Motores? Só muda a caixa

O tejadilho é rápido a abrir e a fechar. E os motores? Também… o suficiente para pôr um sorriso nos lábios de quem vai ao volante. A Mazda manteve as motorizações 1.5 e 2.0 a gasolina. O 1.5 de 131 cv, que o ECO experimentou pelas curvas e contracurvas entre Cascais e o Cabo da Roca, mostra-se sempre solícito ao pé direito. Sempre pronto a puxar pelo MX-5, seja a direito ao numa escorregadela em curva, ao mesmo tempo que se ouve a melodia a sair pelo escape.

O 2.0, de 160 cv, promete ser mais intenso. E agora tem mais um argumento: uma caixa automática.

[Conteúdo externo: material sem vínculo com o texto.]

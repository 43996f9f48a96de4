use super::{Course, Faculty, Room, StudentGroup, TimeSlot};
use serde::{Deserialize, Serialize};
use std::collections::BTreeMap;

/// The read-only input bundle threaded through one `generate` call (§3, §6).
#[derive(Debug, Clone, Serialize, Deserialize)]
pub struct MasterData {
    /// Defines the canonical slot order used for output ordering (§4.1, P10).
    pub time_slots: Vec<TimeSlot>,
    pub courses: Vec<Course>,
    pub faculty: Vec<Faculty>,
    pub rooms: Vec<Room>,
    pub student_groups: Vec<StudentGroup>,
    /// group-id or program-name -> set of allowed slots for teaching practice.
    #[serde(default)]
    pub teaching_practice_windows: Option<BTreeMap<String, std::collections::BTreeSet<TimeSlot>>>,
}
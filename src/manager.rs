//! Orchestrates Student Scheduler → Faculty Optimiser → Validator (§4.4).

use crate::types::{GenerateResult, MasterData};
use crate::{faculty_optimizer, scheduler, validator};

/// Runs one full generation. Mirrors the source's own tuple-return contract
/// (`(result, error)`) rather than raising: a non-empty `violations` list in
/// a successful `result` is a reported outcome, not a failure (§7).
pub fn generate(master: &MasterData, time_limit_seconds: u64) -> (Option<GenerateResult>, Option<String>) {
    generate_with_progress(master, time_limit_seconds, true)
}

/// As [`generate`], but lets the CLI opt into the solver's progress bar.
pub fn generate_with_progress(
    master: &MasterData,
    time_limit_seconds: u64,
    quiet: bool,
) -> (Option<GenerateResult>, Option<String>) {
    let solution = match scheduler::solve(master, time_limit_seconds, quiet) {
        Ok(solution) => solution,
        Err(err) => return (None, Some(format!("StudentScheduler error: {}", err))),
    };

    let (enriched, faculty_timetables) = faculty_optimizer::assign(solution.placements_by_slot, master);
    let violations = validator::check(&enriched, master);

    (
        Some(GenerateResult {
            assignments: enriched,
            student_timetables: solution.student_timetables,
            faculty_timetables,
            violations,
        }),
        None,
    )
}
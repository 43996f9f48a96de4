use super::{CourseCode, FacultyId, GroupId};
use serde::{Deserialize, Serialize};
use std::collections::BTreeMap;

/// A course offering in the choice-based curriculum.
#[derive(Debug, Clone, Serialize, Deserialize)]
pub struct Course {
    pub course_code: CourseCode,
    #[serde(default)]
    pub name: Option<String>,
    #[serde(default)]
    pub credit_hours: Option<f64>,
    #[serde(default)]
    pub hours_per_week: Option<f64>,
    #[serde(default)]
    pub sessions_per_week: Option<u32>,
    /// Component name (e.g. `practicum`, `lab`) -> weekly session count.
    #[serde(default)]
    pub components: Option<BTreeMap<String, u32>>,
    #[serde(default)]
    pub lab_required: Option<bool>,
    #[serde(default)]
    pub student_groups: Vec<GroupId>,
    /// Preferred faculty, in priority order.
    #[serde(default)]
    pub possible_faculty: Vec<FacultyId>,
    #[serde(default)]
    pub course_track: Option<String>,
    #[serde(default)]
    pub program: Option<String>,
    #[serde(default)]
    pub teaching_practice_required: Option<bool>,
}

impl Course {
    /// Deterministic required-sessions-per-week rule (§3): first match wins.
    pub fn required_sessions(&self) -> u32 {
        if let Some(n) = self.sessions_per_week {
            return n;
        }
        if let Some(components) = &self.components {
            if !components.is_empty() {
                let total: u32 = components.values().sum();
                return total.max(1);
            }
        }
        if let Some(hours) = self.credit_hours.or(self.hours_per_week) {
            return (hours.floor() as i64).max(1) as u32;
        }
        1
    }

    /// True if this course must be placed in a lab room.
    pub fn requires_lab(&self) -> bool {
        if self.lab_required == Some(true) {
            return true;
        }
        match &self.components {
            Some(components) => {
                let practicum = components.get("practicum").copied().unwrap_or(0);
                let lab = components.get("lab").copied().unwrap_or(0);
                practicum + lab > 0
            }
            None => false,
        }
    }

    /// Lowercased track, defaulting to `"elective"` when unset — used by the
    /// validator's credit-compliance check (§4.3.6) when a group's
    /// `course_choices` does not itself assign a track label.
    pub fn track_or_elective(&self) -> String {
        self.course_track
            .as_deref()
            .unwrap_or("elective")
            .to_lowercase()
    }

    /// Credit value used by the validator's per-group credit totals (§4.3.6).
    /// This follows a distinct fallback chain from [`Self::required_sessions`]:
    /// `credit_hours` -> `sessions_per_week` -> `hours_per_week` -> `1.0`.
    pub fn credit_value(&self) -> f64 {
        self.credit_hours
            .or(self.sessions_per_week.map(|n| n as f64))
            .or(self.hours_per_week)
            .unwrap_or(1.0)
    }
}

A Mazda diz que a função Drive Selection permite passagens de caixa mais rápidas com o simples toque num botão. Este sistema proporciona não apenas passagens diretas mas também uma excelente economia de combustível, especialmente quando combinado com o sistema de regeneração de travagem i-ELOOP e com a tecnologia de paragem e arranque automático do motor i-stop.

Mais… por pouco mais

Parte do sucesso do MX-5 prende-se com o facto de ser um carro de sonho com que muitos portugueses podem sonhar já que está disponível pelo preço de um qualquer médio familiar. E o RF mantém esse sonho a curta distância já que os preços de venda serão pouco superiores aos do roadster (cerca de 2.500 euros extra). Esta nova versão, já em comercialização, arranca com preços a partir de 29.840 euros (no 1.5 Evolve), chegando aos 44.425 euros do 2.0 Excellence Navi com a nova caixa automática.